Mais comme le relève le Dr Souheil Sayegh, médecin du sport à l'Hôpital de la Tour, à Genève, il existe peu d'études bien conduites qui permettent de déduire quoi que ce soit de manière péremptoire en termes de récupération. «Même pour les douches froides, par exemple, je n'ai rien lu qui permettait d'affirmer que c'était bien de manière générale. En fait, on peut trouver des études pour appuyer à peu près toutes les hypothèses. Quand il s'agit de savoir ce qui marche, on entre vite dans le champ des habitudes personnelles, voire des croyances superstitieuses.» L'efficacité du massage, par exemple, relèverait essentiellement du placebo. «Pour qu'il soit efficace, il faudrait que ce soit ce qu'on appelle un massage sportif, mais encore faut-il le supporter, ce qui n'est pas toujours le cas. S'il est doux, pratiqué avec des huiles essentielles, le rôle est avant tout subjectif. Cela permet de stimuler des nerfs sensitifs qui provoquent une sensation de bien-être, mais les bienfaits s'arrêtent là», indique le Dr Gojanovic.

Se «fusiller l'estomac»

Quant aux règles diététiques à respecter après une compétition importante, elles sont bien établies. «A partir de deux heures de course, il y a une déplétion complète du glycogène, ou sucre hépatique. Il faut se réhydrater, bien sûr, mais aussi privilégier les hydrates de carbone et les protéines pour reconstituer ce stock. L'apport devrait idéalement intervenir dans les 60 à 90 minutes qui suivent l'arrivée. Malheureusement, beaucoup de gens attendent davantage pour manger quelque chose, car ils se sont un peu «fusillé l'estomac» en courant. Un bon sandwich avec un peu de jambon fait l'affaire, avec un fruit. Ou sinon, deux barres énergétiques», précise le Dr Gojanovic.

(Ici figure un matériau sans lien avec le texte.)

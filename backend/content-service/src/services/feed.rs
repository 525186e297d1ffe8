/// Feed service - listing, search and single-item reads
use crate::config::FeedConfig;
use crate::db::ContentStore;
use crate::error::{AppError, Result};
use crate::models::{
    ContentFilter, ContentSummary, ContentType, ContentView, Page, PageRequest, Pagination,
    SearchHit,
};
use crate::services::InteractionService;
use std::str::FromStr;
use std::sync::Arc;
use uuid::Uuid;

/// Which publication states a listing may include
#[derive(Debug, Clone, Copy, PartialEq, Eq, Default)]
pub enum Visibility {
    #[default]
    Published,
    Draft,
    All,
}

impl FromStr for Visibility {
    type Err = AppError;

    fn from_str(s: &str) -> Result<Self> {
        match s.trim().to_ascii_lowercase().as_str() {
            "published" => Ok(Visibility::Published),
            "draft" | "drafts" => Ok(Visibility::Draft),
            "all" => Ok(Visibility::All),
            other => Err(AppError::InvalidInput(format!("unknown filter '{}'", other))),
        }
    }
}

#[derive(Debug, Clone, Default, PartialEq)]
pub struct FeedQuery {
    pub content_type: Option<ContentType>,
    pub owner_id: Option<String>,
    pub category: Option<String>,
    pub visibility: Visibility,
    pub page: Option<u32>,
    pub limit: Option<u32>,
}

pub struct FeedService {
    store: Arc<dyn ContentStore>,
    config: FeedConfig,
}

impl FeedService {
    pub fn new(store: Arc<dyn ContentStore>, config: FeedConfig) -> Self {
        Self { store, config }
    }

    fn page_request(&self, page: Option<u32>, limit: Option<u32>) -> Result<PageRequest> {
        PageRequest::resolve(
            page,
            Some(limit.unwrap_or(self.config.default_page_size)),
            self.config.max_page_size,
        )
    }

    /// Newest-first page of summaries. Drafts are only listed for their
    /// owner, and only when the listing is scoped to that owner.
    pub async fn list_content(
        &self,
        query: FeedQuery,
        caller: Option<&str>,
    ) -> Result<Page<ContentSummary>> {
        let page = self.page_request(query.page, query.limit)?;

        let is_published = match query.visibility {
            Visibility::Published => Some(true),
            hidden => {
                let Some(caller) = caller else {
                    return Err(AppError::Unauthorized(
                        "sign in to list unpublished content".into(),
                    ));
                };
                if query.owner_id.as_deref() != Some(caller) {
                    return Err(AppError::Forbidden(
                        "unpublished content is only listed for its owner".into(),
                    ));
                }
                match hidden {
                    Visibility::Draft => Some(false),
                    _ => None,
                }
            }
        };

        let filter = ContentFilter {
            content_type: query.content_type,
            owner_id: query.owner_id,
            is_published,
            category: query
                .category
                .map(|c| c.trim().to_string())
                .filter(|c| !c.is_empty()),
        };

        let (items, total) = self.store.list_content(&filter, page).await?;
        Ok(Page {
            items,
            pagination: Pagination::new(page, total),
        })
    }

    pub async fn search(&self, query: &str) -> Result<Vec<SearchHit>> {
        let query = query.trim();
        if query.is_empty() {
            return Err(AppError::InvalidInput("search query is required".into()));
        }

        let hits = self
            .store
            .search(query, self.config.search_result_limit)
            .await?;
        tracing::debug!(query, hits = hits.len(), "search completed");
        Ok(hits)
    }

    /// Read one item, counting the read as a view. A failed increment never
    /// fails the read.
    pub async fn get_single_content(
        &self,
        content_id: Uuid,
        viewer_id: Option<&str>,
    ) -> Result<ContentView> {
        InteractionService::new(self.store.clone())
            .increment_view(content_id)
            .await;

        let item = self
            .store
            .get_by_id(content_id)
            .await?
            .ok_or_else(|| AppError::NotFound(format!("content {} not found", content_id)))?;

        let is_liked = viewer_id.is_some_and(|viewer| item.is_liked_by(viewer));
        Ok(ContentView { item, is_liked })
    }
}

Reste que tous les médecins s'accordent à dire que la meilleure méthode de récupération est encore... une bonne préparation physique. «Si vous êtes bien entraîné, il n'y a rien besoin de faire ensuite», résume le Dr Sayegh. «Tout se joue avant la course, et non après. On n'insistera jamais assez sur l'intérêt de la planification de l'entraînement. Après coup, il n'y a pas de recette miracle», confirme son confrère Boris Gojanovic. On dit souvent qu'il faut dix jours pour se remettre d'un 10 km, vingt jours pour se remettre d'un 20 km, et ainsi de suite. «Je ne suis pas d'accord. Tout dépend du niveau de préparation. Après Morat-Fribourg, j'estime que l'on peut récupérer en moins d'une semaine.»

Les produits «miracles»

Il circule toujours beaucoup de rumeurs sur les vertus prétendument miraculeuses de certains produits allant du jus de bouleau à l'aspirine en passant par la glucosamine (un acide aminé) et le bicarbonate de soude (un dérivé du sodium). Sans compter les innombrables compléments vitaminés dont on vante couramment les bénéfices. En fait, chacun y va de sa petite marotte personnelle. Les jus de plante et les Oméga 3 ont particulièrement la cote depuis quelques années, car ils bénéficient de la bonne aura des remèdes étiquetés «naturels». Toutefois, de nombreux coureurs utilisent aussi des produits relevant clairement de l'armada pharmaceutique, comme les anti-inflammatoires et les antidouleurs. Mais il est difficile de trouver une seule étude scientifique qui prouverait l'efficacité de n'importe laquelle de ces substances en matière de récupération.